Can someone recommend a good tutorial on MySQL indexes, specifically when used in an order by clause during a join? [closed]
I could try to post and explain the exact query I'm trying to run, but I'm going by the old adage of, "give a man a fish and he'll eat for a day, teach a man to fish and he'll eat for the rest of his life." SQL optimization seems to be very query-specific, and even if you could solve this one particular query for me, I'm going to开发者_如何学编程 have to write many more queries in the future, and I'd like to be educated on how indexes work in general.
Still, here's a quick description of my current problem. I have a query that joins three tables and runs in 0.2 seconds flat. Awesome. I add an "order by" clause and it runs in 4 minutes and 30 seconds. Sucky. I denormalize one table so there is one fewer join, add indexes everywhere, and now the query runs in... 20 minutes. What the hell? Finally, I don't use a join at all, but rather a subquery with "where id in (...) order by" and now it runs in 1.5 seconds. Pretty decent. What in God's name is going on? I feel like if I actually understood what indexes were doing I could write some really good SQL.

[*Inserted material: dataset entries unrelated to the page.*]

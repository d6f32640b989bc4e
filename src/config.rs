//! Command-line configuration

use crate::error::AppError;
use clap::{Parser, ValueEnum};
use std::fs;
use std::path::PathBuf;
use std::time::Duration;

/// Input shown when nothing is given on the command line
pub const DEFAULT_INPUT: &str = "{()}[]";

/// Default delay between steps during autoplay
pub const DEFAULT_INTERVAL_MS: u64 = 1000;

#[derive(Debug, Clone, Copy, PartialEq, Eq, Default, ValueEnum)]
pub enum OutputMode {
    /// Interactive terminal visualizer
    #[default]
    Tui,
    /// Print the trace as text and exit
    Plain,
    /// Print the trace as JSON and exit
    Json,
}

#[derive(Debug, Parser)]
#[command(name = "bracketty", version, about = "Step-by-step bracket matching visualizer")]
pub struct Cli {
    /// Bracket string to evaluate
    #[arg(conflicts_with = "file")]
    pub input: Option<String>,

    /// Read the bracket string from a file
    #[arg(short, long)]
    pub file: Option<PathBuf>,

    #[arg(short, long, value_enum, default_value_t = OutputMode::Tui)]
    pub mode: OutputMode,

    /// Milliseconds between steps during autoplay
    #[arg(long, default_value_t = DEFAULT_INTERVAL_MS)]
    pub interval_ms: u64,

    /// Write logs to this file (the TUI logs nowhere else)
    #[arg(long)]
    pub log_file: Option<PathBuf>,
}

/// Validated runtime configuration
#[derive(Debug, Clone, PartialEq, Eq)]
pub struct Config {
    pub input: String,
    pub mode: OutputMode,
    pub interval: Duration,
    pub log_file: Option<PathBuf>,
}

impl Config {
    pub fn from_cli(cli: Cli) -> Result<Self, AppError> {
        if cli.interval_ms == 0 {
            return Err(AppError::InvalidInterval);
        }

        let input = match (cli.input, cli.file) {
            (Some(input), _) => input,
            (None, Some(path)) => {
                let contents = fs::read_to_string(&path)
                    .map_err(|source| AppError::ReadInput { path, source })?;
                contents.trim_end_matches(&['\r', '\n'][..]).to_string()
            }
            (None, None) => DEFAULT_INPUT.to_string(),
        };

        Ok(Config {
            input,
            mode: cli.mode,
            interval: Duration::from_millis(cli.interval_ms),
            log_file: cli.log_file,
        })
    }
}

impl Default for Config {
    fn default() -> Self {
        Config {
            input: DEFAULT_INPUT.to_string(),
            mode: OutputMode::Tui,
            interval: Duration::from_millis(DEFAULT_INTERVAL_MS),
            log_file: None,
        }
    }
}

#[cfg(test)]
mod tests {
    use super::*;

    fn parse(args: &[&str]) -> Result<Config, AppError> {
        let cli = Cli::try_parse_from(std::iter::once("bracketty").chain(args.iter().copied()))
            .expect("arguments should parse");
        Config::from_cli(cli)
    }

    #[test]
    fn test_defaults() {
        let config = parse(&[]).unwrap();
        assert_eq!(config, Config::default());
    }

    #[test]
    fn test_positional_input_and_mode() {
        let config = parse(&["(]", "--mode", "json", "--interval-ms", "250"]).unwrap();
        assert_eq!(config.input, "(]");
        assert_eq!(config.mode, OutputMode::Json);
        assert_eq!(config.interval, Duration::from_millis(250));
    }

    #[test]
    fn test_zero_interval_rejected() {
        assert!(matches!(
            parse(&["--interval-ms", "0"]),
            Err(AppError::InvalidInterval)
        ));
    }

    #[test]
    fn test_input_conflicts_with_file() {
        let result = Cli::try_parse_from(["bracketty", "()", "--file", "x.txt"]);
        assert!(result.is_err());
    }

    fn write_input_file(name: &str, contents: &str) -> PathBuf {
        let path = std::env::temp_dir().join(format!("bracketty-{}-{}", std::process::id(), name));
        fs::write(&path, contents).expect("temp file should be writable");
        path
    }

    #[test]
    fn test_file_input_trims_trailing_newlines() {
        let crlf = write_input_file("crlf.txt", "(]\r\n");
        let config = parse(&["--file", crlf.to_str().unwrap()]).unwrap();
        assert_eq!(config.input, "(]");

        let blank_lines = write_input_file("lf.txt", "()\n\n");
        let config = parse(&["--file", blank_lines.to_str().unwrap()]).unwrap();
        assert_eq!(config.input, "()");

        let _ = fs::remove_file(crlf);
        let _ = fs::remove_file(blank_lines);
    }

    #[test]
    fn test_file_input_keeps_inner_whitespace() {
        let path = write_input_file("inner.txt", " ( a ) \n");
        let config = parse(&["-f", path.to_str().unwrap()]).unwrap();
        assert_eq!(config.input, " ( a ) ");
        let _ = fs::remove_file(path);
    }

    #[test]
    fn test_missing_file_reports_path() {
        let err = parse(&["--file", "/nonexistent/bracketty-input.txt"]).unwrap_err();
        assert!(err.to_string().contains("bracketty-input.txt"));
    }
}
//! Bracket matching trace generation
//!
//! [`evaluate`] scans the input once, left to right, keeping an explicit stack
//! of opening brackets. Every character produces a [`Step`]; a closing bracket
//! that cannot be matched ends the scan immediately, and brackets left open at
//! the end produce one trailing step.
//!
//! Failures are reported as data: the last step of an invalid trace has
//! [`StepStatus::Error`]. Nothing in this module can fail.

pub mod bracket;
pub mod step;

pub use bracket::{classify, pairs_with, BracketKind, Token};
pub use step::{Step, StepKind, StepStatus};

use serde::Serialize;
use tracing::debug;

/// Result of evaluating one input string
#[derive(Debug, Clone, PartialEq, Eq, Serialize)]
pub struct Trace {
    pub steps: Vec<Step>,
    pub is_valid: bool,
}

/// Number of steps per status
#[derive(Debug, Clone, Copy, PartialEq, Eq, Default)]
pub struct StatusCounts {
    pub unset: usize,
    pub valid: usize,
    pub error: usize,
}

impl Trace {
    /// The terminal error step, if the input is not balanced
    pub fn failure(&self) -> Option<&Step> {
        self.steps.last().filter(|step| step.status.is_error())
    }

    /// The open-bracket stack once every step has been applied
    pub fn final_stack(&self) -> Vec<char> {
        self.steps
            .last()
            .map(Step::stack_after)
            .unwrap_or_default()
    }

    pub fn counts(&self) -> StatusCounts {
        let mut counts = StatusCounts::default();
        for step in &self.steps {
            match step.status {
                StepStatus::Unset => counts.unset += 1,
                StepStatus::Valid => counts.valid += 1,
                StepStatus::Error => counts.error += 1,
            }
        }
        counts
    }

    pub fn len(&self) -> usize {
        self.steps.len()
    }

    pub fn is_empty(&self) -> bool {
        self.steps.is_empty()
    }
}

/// Evaluate `input` and record every decision of the matching algorithm
pub fn evaluate(input: &str) -> Trace {
    let mut stack: Vec<char> = Vec::new();
    let mut steps = Vec::new();
    let mut length = 0;

    for (index, c) in input.chars().enumerate() {
        length = index + 1;
        match classify(c) {
            Token::Open(_) => {
                steps.push(Step::push(index, c, &stack));
                stack.push(c);
            }
            Token::Close(_) => {
                let Some(top) = stack.pop() else {
                    steps.push(Step::unmatched_closer(index, c));
                    return finish(steps, false);
                };

                if !pairs_with(top, c) {
                    steps.push(Step::mismatch(index, c, top, &stack));
                    return finish(steps, false);
                }

                steps.push(Step::pop(index, c, top, &stack));
            }
            Token::Other => steps.push(Step::skip(index, c, &stack)),
        }
    }

    if !stack.is_empty() {
        steps.push(Step::unclosed(length, &stack));
        return finish(steps, false);
    }

    finish(steps, true)
}

fn finish(steps: Vec<Step>, is_valid: bool) -> Trace {
    debug!(steps = steps.len(), is_valid, "evaluated bracket trace");
    Trace { steps, is_valid }
}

Anybody know some good tutorials? Thanks!
I would recommend two books I recently read:
- High Performance MySQL
- Refactoring SQL Applications
Not a very riveting answer, but I've found the official docs to give good background:
http://dev.mysql.com/doc/refman/5.0/en/mysql-indexes.html
A few things you could try (assuming you've already analysed the optimizer path with EXPLAIN
):
- Try running the query with
USE INDEX (<your index name here>)
to see if your index usage would actually provide the performance you expect. - Make sure the order of your columns in any composite index reflects the way you expect that index to be used (sorry if that's a bit vague, but MySql index usage can be a bit quirky at times).